I know it's a conflict of words but do these exist????

My hubby insists on watching all of his teams games (either at home or out) which is fair enough but since it's not my thing I'd prefer to go somewhere that I can enjoy aswell.

I have been to one place in Deira which was definitely not enjoyable - after leaving the UK where smoking was banned it was not pleasant, plus the odd h**ker touting for business didn't really help in creating a pleasant experience


----------



## Mr Rossi (May 16, 2009)

Dubliners in Meridian Village Diera, traditional pub but nice mix of expats, tourists, families etc. Very good pub grub too

Loca in Dubai Marine is a nice bar anyway but they show English Premiership games too.

Both are smoking but they are not too bad, Dubliners has an outside area with screens.

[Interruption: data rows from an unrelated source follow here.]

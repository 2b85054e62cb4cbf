//! Intent detection.
//!
//! Recipes ask an [`IntentDetector`] whether a chat input needs codebase or
//! editor context. The agent uses [`AgentIntentDetector`], which forwards each
//! query to the client as one `intent/*` request; clients answer with any local
//! implementation mounted through [`serve_intent_detector`].

use std::future::Future;
use std::pin::Pin;
use std::sync::Arc;

use crate::protocol::methods;
use crate::rpc::{MethodRegistry, Peer};
use crate::Result;

/// Boxed future returned by [`IntentDetector`] methods.
pub type IntentFuture<'a> = Pin<Box<dyn Future<Output = Result<bool>> + Send + 'a>>;

/// Classifies chat input.
pub trait IntentDetector: Send + Sync {
    /// Whether answering `input` needs codebase search context.
    fn is_codebase_context_required(&self, input: &str) -> IntentFuture<'_>;

    /// Whether answering `input` needs the active editor's content.
    fn is_editor_context_required(&self, input: &str) -> IntentFuture<'_>;
}

/// Intent detector backed by the connected client.
#[derive(Debug, Clone)]
pub struct AgentIntentDetector {
    peer: Peer,
}

impl AgentIntentDetector {
    /// Create a proxy sending queries through `peer`.
    #[must_use]
    pub fn new(peer: Peer) -> Self {
        Self { peer }
    }
}

impl IntentDetector for AgentIntentDetector {
    fn is_codebase_context_required(&self, input: &str) -> IntentFuture<'_> {
        let input = input.to_owned();
        Box::pin(async move {
            self.peer
                .request_as(methods::INTENT_IS_CODEBASE_CONTEXT_REQUIRED, &input)
                .await
        })
    }

    fn is_editor_context_required(&self, input: &str) -> IntentFuture<'_> {
        let input = input.to_owned();
        Box::pin(async move {
            self.peer
                .request_as(methods::INTENT_IS_EDITOR_CONTEXT_REQUIRED, &input)
                .await
        })
    }
}

/// Detector giving the same answers for every input.
#[derive(Debug, Clone, Copy, Default)]
pub struct StaticIntentDetector {
    /// Answer for `intent/isCodebaseContextRequired`.
    pub codebase: bool,
    /// Answer for `intent/isEditorContextRequired`.
    pub editor: bool,
}

impl IntentDetector for StaticIntentDetector {
    fn is_codebase_context_required(&self, _input: &str) -> IntentFuture<'_> {
        let answer = self.codebase;
        Box::pin(async move { Ok(answer) })
    }

    fn is_editor_context_required(&self, _input: &str) -> IntentFuture<'_> {
        let answer = self.editor;
        Box::pin(async move { Ok(answer) })
    }
}

/// Register `intent/*` request handlers answering from `detector`.
///
/// # Errors
///
/// Returns [`AppError::DuplicateMethod`](crate::AppError::DuplicateMethod) if
/// either method is already registered.
pub fn serve_intent_detector(
    registry: &mut MethodRegistry,
    detector: Arc<dyn IntentDetector>,
) -> Result<()> {
    let d = Arc::clone(&detector);
    registry.register_request(
        methods::INTENT_IS_CODEBASE_CONTEXT_REQUIRED,
        move |input: String| {
            let d = Arc::clone(&d);
            async move { d.is_codebase_context_required(&input).await }
        },
    )?;

    registry.register_request(
        methods::INTENT_IS_EDITOR_CONTEXT_REQUIRED,
        move |input: String| {
            let d = Arc::clone(&detector);
            async move { d.is_editor_context_required(&input).await }
        },
    )?;

    Ok(())
}
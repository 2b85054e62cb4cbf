//! Server lifecycle state machine.
//!
//! `Uninitialized → Initialized → ShuttingDown → Exited`. `Exited` is also
//! reachable directly from the first two states when `exit` arrives without a
//! prior `shutdown`; the exit code records which path was taken.

use tokio::sync::watch;

use crate::{AppError, Result};

/// Lifecycle states of one agent session.
#[derive(Debug, Clone, Copy, PartialEq, Eq)]
pub enum LifecycleState {
    /// Waiting for `initialize`.
    Uninitialized,
    /// Serving the full request surface.
    Initialized,
    /// `shutdown` was answered; only `exit` is accepted.
    ShuttingDown,
    /// Terminal. `clean` is true when `shutdown` preceded `exit`.
    Exited {
        /// Whether the session exited after a `shutdown`.
        clean: bool,
    },
}

impl LifecycleState {
    /// Process exit code for a terminal state, `None` before `exit`.
    #[must_use]
    pub fn exit_code(self) -> Option<i32> {
        match self {
            Self::Exited { clean: true } => Some(0),
            Self::Exited { clean: false } => Some(1),
            _ => None,
        }
    }
}

/// Shared lifecycle cell; observers can wait for transitions.
#[derive(Debug)]
pub struct Lifecycle {
    state: watch::Sender<LifecycleState>,
}

impl Default for Lifecycle {
    fn default() -> Self {
        Self::new()
    }
}

impl Lifecycle {
    /// Start in [`LifecycleState::Uninitialized`].
    #[must_use]
    pub fn new() -> Self {
        let (state, _) = watch::channel(LifecycleState::Uninitialized);
        Self { state }
    }

    /// Current state.
    #[must_use]
    pub fn state(&self) -> LifecycleState {
        *self.state.borrow()
    }

    /// Receiver notified on every transition.
    #[must_use]
    pub fn subscribe(&self) -> watch::Receiver<LifecycleState> {
        self.state.subscribe()
    }

    /// Handle `initialize`.
    ///
    /// # Errors
    ///
    /// Returns [`AppError::Lifecycle`] unless the session is uninitialized.
    pub fn initialize(&self) -> Result<()> {
        self.transition(|state| match state {
            LifecycleState::Uninitialized => Ok(LifecycleState::Initialized),
            LifecycleState::Initialized => {
                Err(AppError::Lifecycle("initialize was already received".to_owned()))
            }
            _ => Err(AppError::Lifecycle("server is shutting down".to_owned())),
        })
    }

    /// Gate for every operational request (`recipes/*` and friends).
    ///
    /// # Errors
    ///
    /// - [`AppError::NotInitialized`] before `initialize`.
    /// - [`AppError::Lifecycle`] after `shutdown`.
    pub fn ensure_operational(&self, method: &str) -> Result<()> {
        match self.state() {
            LifecycleState::Initialized => Ok(()),
            LifecycleState::Uninitialized => Err(AppError::NotInitialized(format!(
                "`{method}` received before initialize"
            ))),
            _ => Err(AppError::Lifecycle(format!(
                "`{method}` rejected: server is shutting down"
            ))),
        }
    }

    /// Handle `shutdown`.
    ///
    /// # Errors
    ///
    /// - [`AppError::NotInitialized`] before `initialize`.
    /// - [`AppError::Lifecycle`] if `shutdown` was already received.
    pub fn shutdown(&self) -> Result<()> {
        self.transition(|state| match state {
            LifecycleState::Initialized => Ok(LifecycleState::ShuttingDown),
            LifecycleState::Uninitialized => Err(AppError::NotInitialized(
                "shutdown received before initialize".to_owned(),
            )),
            _ => Err(AppError::Lifecycle("shutdown was already received".to_owned())),
        })
    }

    /// Handle `exit`; returns the resulting process exit code.
    ///
    /// A repeated `exit` keeps the first outcome.
    #[must_use]
    pub fn exit(&self) -> i32 {
        self.state.send_if_modified(|state| match *state {
            LifecycleState::Exited { .. } => false,
            previous => {
                *state = LifecycleState::Exited {
                    clean: previous == LifecycleState::ShuttingDown,
                };
                true
            }
        });
        self.state().exit_code().unwrap_or(1)
    }

    fn transition<F>(&self, next: F) -> Result<()>
    where
        F: FnOnce(LifecycleState) -> Result<LifecycleState>,
    {
        let mut outcome = Ok(());
        self.state.send_if_modified(|state| match next(*state) {
            Ok(new_state) => {
                *state = new_state;
                true
            }
            Err(err) => {
                outcome = Err(err);
                false
            }
        });
        outcome
    }
}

Dhow and Anchor in Jumeriah Beach Hotel is non smoking inside, shows games and has decent pub food. Lacks a bit in atmosphere though. 

Bidi Bondi on The Palm shows Premiership games and is non smoking inside, but the service is lacking a lot of the time and no draught Guiness - so ultimately it sucks.


----------



## BedouGirl (Sep 15, 2011)

I don't know how to spell this correctly but Nessersusi in Qamaradeen in Old Town and I believe it's non smoking.


----------



## Guest (Dec 18, 2011)

BedouGirl said:


> I don't know how to spell this correctly but Nessersusi in Qamaradeen in Old Town and I believe it's non smoking.


Nezesaussi. It's in the Al Manzil hotel. It's very good, and yes it's non smoking. Tends to show mostly Aus & SA teams though, especially rugby, though, and not that much football.


----------



## Pete C (Oct 11, 2011)

Fairmont SZR has a sports bar the only thing I have not seen is the Cricket here, quiet place to go watch a game (usually no sound though) lots of different screens and sports on.....but is a smoking place but not that busy and has a good 2 for 1 happy hour between 6 and 8pm daily


----------



## readmetwice (Jul 24, 2011)

Seville's in Wafi shows FCB and other football matches on a large screen, and other games on the "telly". They have pretty good tapas and an outdoor patio.


----------



## BedouGirl (Sep 15, 2011)

nola said:


> Nezesaussi. It's in the Al Manzil hotel. It's very good, and yes it's non smoking. Tends to show mostly Aus & SA teams though, especially rugby, though, and not that much football.


Thanks Nola. I knew someone would know 


----------



## Guest (Dec 19, 2011)

BedouGirl said:


> Thanks Nola. I knew someone would know 


The fact that I could spell it probably means I spent too much time in there


----------



## BedouGirl (Sep 15, 2011)

nola said:


> The fact that I could spell it probably means I spent too much time in there


Hahaha the fact that I couldn't spell it could mean I have too...and probably in many others along the way!


----------



## ExpatAmerican (Dec 21, 2011)

*Fibber McGee's*

Fibber McGee's behind crown plaza is a favorite Irish Pub. Double decker in Morooj rotana has smoking but is properly ventilated so no problems there. There are Sheesha places on SZR with Arabic music and football on the TV.


----------



## Mr Rossi (May 16, 2009)

ExpatAmerican said:


> Fibber McGee's behind crown plaza is a favorite Irish Pub.


Great pub but definately best avoided if the smell of cigarette smoke and fried food is an issue.


----------